//! End-to-end tests for the ESR/Release dot-release workflow

use crate::helpers::{assert_success, commit_all, git, init_repo, run_relman};
use anyhow::Result;
use std::fs;
use std::path::{Path, PathBuf};
use tempfile::TempDir;

/// Write the three Firefox version files
fn write_version_files(dir: &Path, version: &str, display: &str) -> Result<()> {
  fs::create_dir_all(dir.join("browser/config"))?;
  fs::create_dir_all(dir.join("config"))?;
  fs::write(dir.join("browser/config/version.txt"), format!("{}\n", version))?;
  fs::write(dir.join("browser/config/version_display.txt"), format!("{}\n", display))?;
  fs::write(
    dir.join("config/milestone.txt"),
    format!("# Holds the current milestone.\n{}\n", version),
  )?;
  Ok(())
}

/// An origin repository with an `esr140` branch at 140.2 and the
/// 140.1.0 release tag one commit back, plus a working clone
struct DotFixture {
  _root: TempDir,
  checkout: PathBuf,
}

impl DotFixture {
  fn new() -> Result<Self> {
    let root = TempDir::new()?;
    let seed = root.path().join("seed");
    init_repo(&seed)?;

    // main: anything at all
    fs::write(seed.join("README.md"), "seed\n")?;
    commit_all(&seed, "Initial commit")?;

    // esr140 history: last shipped 140.1.0, then the live 140.2
    git(&seed, &["checkout", "-b", "esr140"])?;
    write_version_files(&seed, "140.1.0", "140.1.0esr")?;
    commit_all(&seed, "Ship 140.1.0")?;
    git(&seed, &["tag", "FIREFOX_140_1_0esr_RELEASE"])?;
    write_version_files(&seed, "140.2", "140.2esr")?;
    commit_all(&seed, "Version 140.2")?;
    git(&seed, &["checkout", "main"])?;

    git(root.path(), &["clone", "--bare", "seed", "origin.git"])?;
    let checkout = root.path().join("clone");
    git(root.path(), &["clone", root.path().join("origin.git").to_str().unwrap(), "clone"])?;
    git(&checkout, &["config", "user.name", "Test User"])?;
    git(&checkout, &["config", "user.email", "test@example.com"])?;

    Ok(Self {
      _root: root,
      checkout,
    })
  }
}

#[test]
fn test_esr_dot_release_branches_from_last_shipped_tag() -> Result<()> {
  let fx = DotFixture::new()?;

  let output = run_relman(&fx.checkout, &["dot-release", "esr140", "--quiet"])?;
  assert_success(&output);

  // the relbranch exists, based on the tagged commit
  assert_eq!(
    git(&fx.checkout, &["rev-parse", "--abbrev-ref", "HEAD"])?,
    "FIREFOX_ESR_140_1_X_RELBRANCH"
  );
  let tag_commit = git(&fx.checkout, &["rev-list", "-n", "1", "FIREFOX_140_1_0esr_RELEASE"])?;
  assert_eq!(git(&fx.checkout, &["rev-parse", "HEAD~1"])?, tag_commit);

  // versions bumped to the next patch level
  assert_eq!(
    fs::read_to_string(fx.checkout.join("browser/config/version.txt"))?,
    "140.1.1\n"
  );
  assert_eq!(
    fs::read_to_string(fx.checkout.join("browser/config/version_display.txt"))?,
    "140.1.1esr\n"
  );
  let milestone = fs::read_to_string(fx.checkout.join("config/milestone.txt"))?;
  assert_eq!(milestone, "# Holds the current milestone.\n140.1.1\n");

  assert_eq!(
    git(&fx.checkout, &["log", "-1", "--pretty=%s"])?,
    "No bug - Bump version to 140.1.1 a=me"
  );
  Ok(())
}

#[test]
fn test_esr_dot_release_prints_lando_hint() -> Result<()> {
  let fx = DotFixture::new()?;

  let output = run_relman(&fx.checkout, &["dot-release", "esr140"])?;
  assert_success(&output);

  let stdout = String::from_utf8_lossy(&output.stdout);
  assert!(stdout.contains(
    "lando push-commits --lando-repo firefox-esr140 --relbranch FIREFOX_ESR_140_1_X_RELBRANCH"
  ));
  Ok(())
}

#[test]
fn test_dot_release_cherry_picks_named_commits() -> Result<()> {
  let fx = DotFixture::new()?;

  // a fix commit on esr140 that the relbranch wants
  git(&fx.checkout, &["checkout", "esr140"])?;
  fs::write(fx.checkout.join("fix.txt"), "the fix\n")?;
  let fix_sha = commit_all(&fx.checkout, "Fix a thing")?;
  git(&fx.checkout, &["checkout", "main"])?;

  let output = run_relman(&fx.checkout, &["dot-release", "esr140", "--cherry-pick", &fix_sha, "--quiet"])?;
  assert_success(&output);

  assert_eq!(git(&fx.checkout, &["log", "-1", "--pretty=%s"])?, "Fix a thing");
  assert!(fx.checkout.join("fix.txt").exists());
  Ok(())
}

#[test]
fn test_dot_release_rejects_unknown_cherry_pick() -> Result<()> {
  let fx = DotFixture::new()?;

  let bogus = "0123456789abcdef0123456789abcdef01234567";
  let output = run_relman(&fx.checkout, &["dot-release", "esr140", "--cherry-pick", bogus, "--quiet"])?;
  assert!(!output.status.success());
  let stderr = String::from_utf8_lossy(&output.stderr);
  assert!(stderr.contains("Commit not found"), "got: {}", stderr);
  Ok(())
}

#[test]
fn test_dot_release_missing_tag_is_ambiguous() -> Result<()> {
  let fx = DotFixture::new()?;

  // 140.3 expects FIREFOX_140_2_0esr_RELEASE, which nobody tagged
  git(&fx.checkout, &["checkout", "esr140"])?;
  write_version_files(&fx.checkout, "140.3", "140.3esr")?;
  commit_all(&fx.checkout, "Version 140.3")?;
  git(&fx.checkout, &["push", "origin", "esr140"])?;
  git(&fx.checkout, &["checkout", "main"])?;

  let output = run_relman(&fx.checkout, &["dot-release", "esr140", "--quiet"])?;
  assert!(!output.status.success());
  let stderr = String::from_utf8_lossy(&output.stderr);
  assert!(
    stderr.contains("FIREFOX_140_2_0esr_RELEASE"),
    "error should name the missing tag, got: {}",
    stderr
  );
  Ok(())
}

#[test]
fn test_dot_release_rejects_bogus_channel() -> Result<()> {
  let fx = DotFixture::new()?;

  let output = run_relman(&fx.checkout, &["dot-release", "beta", "--quiet"])?;
  assert!(!output.status.success());
  let stderr = String::from_utf8_lossy(&output.stderr);
  assert!(stderr.contains("beta"), "got: {}", stderr);
  Ok(())
}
============================================================
[Work item] Whatever appears in the material must be set down again, word for word.

[Your solution]
//! End-to-end tests for the ESR/Release dot-release workflow

use crate::helpers::{assert_success, commit_all, git, init_repo, run_relman};
use anyhow::Result;
use std::fs;
use std::path::{Path, PathBuf};
use tempfile::TempDir;

/// Write the three Firefox version files
fn write_version_files(dir: &Path, version: &str, display: &str) -> Result<()> {
  fs::create_dir_all(dir.join("browser/config"))?;
  fs::create_dir_all(dir.join("config"))?;
  fs::write(dir.join("browser/config/version.txt"), format!("{}\n", version))?;
  fs::write(dir.join("browser/config/version_display.txt"), format!("{}\n", display))?;
  fs::write(
    dir.join("config/milestone.txt"),
    format!("# Holds the current milestone.\n{}\n", version),
  )?;
  Ok(())
}

/// An origin repository with an `esr140` branch at 140.2 and the
/// 140.1.0 release tag one commit back, plus a working clone
struct DotFixture {
  _root: TempDir,
  checkout: PathBuf,
}

impl DotFixture {
  fn new() -> Result<Self> {
    let root = TempDir::new()?;
    let seed = root.path().join("seed");
    init_repo(&seed)?;

    // main: anything at all
    fs::write(seed.join("README.md"), "seed\n")?;
    commit_all(&seed, "Initial commit")?;

    // esr140 history: last shipped 140.1.0, then the live 140.2
    git(&seed, &["checkout", "-b", "esr140"])?;
    write_version_files(&seed, "140.1.0", "140.1.0esr")?;
    commit_all(&seed, "Ship 140.1.0")?;
    git(&seed, &["tag", "FIREFOX_140_1_0esr_RELEASE"])?;
    write_version_files(&seed, "140.2", "140.2esr")?;
    commit_all(&seed, "Version 140.2")?;
    git(&seed, &["checkout", "main"])?;

    git(root.path(), &["clone", "--bare", "seed", "origin.git"])?;
    let checkout = root.path().join("clone");
    git(root.path(), &["clone", root.path().join("origin.git").to_str().unwrap(), "clone"])?;
    git(&checkout, &["config", "user.name", "Test User"])?;
    git(&checkout, &["config", "user.email", "test@example.com"])?;

    Ok(Self {
      _root: root,
      checkout,
    })
  }
}

#[test]
fn test_esr_dot_release_branches_from_last_shipped_tag() -> Result<()> {
  let fx = DotFixture::new()?;

  let output = run_relman(&fx.checkout, &["dot-release", "esr140", "--quiet"])?;
  assert_success(&output);

  // the relbranch exists, based on the tagged commit
  assert_eq!(
    git(&fx.checkout, &["rev-parse", "--abbrev-ref", "HEAD"])?,
    "FIREFOX_ESR_140_1_X_RELBRANCH"
  );
  let tag_commit = git(&fx.checkout, &["rev-list", "-n", "1", "FIREFOX_140_1_0esr_RELEASE"])?;
  assert_eq!(git(&fx.checkout, &["rev-parse", "HEAD~1"])?, tag_commit);

  // versions bumped to the next patch level
  assert_eq!(
    fs::read_to_string(fx.checkout.join("browser/config/version.txt"))?,
    "140.1.1\n"
  );
  assert_eq!(
    fs::read_to_string(fx.checkout.join("browser/config/version_display.txt"))?,
    "140.1.1esr\n"
  );
  let milestone = fs::read_to_string(fx.checkout.join("config/milestone.txt"))?;
  assert_eq!(milestone, "# Holds the current milestone.\n140.1.1\n");

  assert_eq!(
    git(&fx.checkout, &["log", "-1", "--pretty=%s"])?,
    "No bug - Bump version to 140.1.1 a=me"
  );
  Ok(())
}

#[test]
fn test_esr_dot_release_prints_lando_hint() -> Result<()> {
  let fx = DotFixture::new()?;

  let output = run_relman(&fx.checkout, &["dot-release", "esr140"])?;
  assert_success(&output);

  let stdout = String::from_utf8_lossy(&output.stdout);
  assert!(stdout.contains(
    "lando push-commits --lando-repo firefox-esr140 --relbranch FIREFOX_ESR_140_1_X_RELBRANCH"
  ));
  Ok(())
}

#[test]
fn test_dot_release_cherry_picks_named_commits() -> Result<()> {
  let fx = DotFixture::new()?;

  // a fix commit on esr140 that the relbranch wants
  git(&fx.checkout, &["checkout", "esr140"])?;
  fs::write(fx.checkout.join("fix.txt"), "the fix\n")?;
  let fix_sha = commit_all(&fx.checkout, "Fix a thing")?;
  git(&fx.checkout, &["checkout", "main"])?;

  let output = run_relman(&fx.checkout, &["dot-release", "esr140", "--cherry-pick", &fix_sha, "--quiet"])?;
  assert_success(&output);

  assert_eq!(git(&fx.checkout, &["log", "-1", "--pretty=%s"])?, "Fix a thing");
  assert!(fx.checkout.join("fix.txt").exists());
  Ok(())
}

#[test]
fn test_dot_release_rejects_unknown_cherry_pick() -> Result<()> {
  let fx = DotFixture::new()?;

  let bogus = "0123456789abcdef0123456789abcdef01234567";
  let output = run_relman(&fx.checkout, &["dot-release", "esr140", "--cherry-pick", bogus, "--quiet"])?;
  assert!(!output.status.success());
  let stderr = String::from_utf8_lossy(&output.stderr);
  assert!(stderr.contains("Commit not found"), "got: {}", stderr);
  Ok(())
}

#[test]
fn test_dot_release_missing_tag_is_ambiguous() -> Result<()> {
  let fx = DotFixture::new()?;

  // 140.3 expects FIREFOX_140_2_0esr_RELEASE, which nobody tagged
  git(&fx.checkout, &["checkout", "esr140"])?;
  write_version_files(&fx.checkout, "140.3", "140.3esr")?;
  commit_all(&fx.checkout, "Version 140.3")?;
  git(&fx.checkout, &["push", "origin", "esr140"])?;
  git(&fx.checkout, &["checkout", "main"])?;

  let output = run_relman(&fx.checkout, &["dot-release", "esr140", "--quiet"])?;
  assert!(!output.status.success());
  let stderr = String::from_utf8_lossy(&output.stderr);
  assert!(
    stderr.contains("FIREFOX_140_2_0esr_RELEASE"),
    "error should name the missing tag, got: {}",
    stderr
  );
  Ok(())
}

#[test]
fn test_dot_release_rejects_bogus_channel() -> Result<()> {
  let fx = DotFixture::new()?;

  let output = run_relman(&fx.checkout, &["dot-release", "beta", "--quiet"])?;
  assert!(!output.status.success());
  let stderr = String::from_utf8_lossy(&output.stderr);
  assert!(stderr.contains("beta"), "got: {}", stderr);
  Ok(())
}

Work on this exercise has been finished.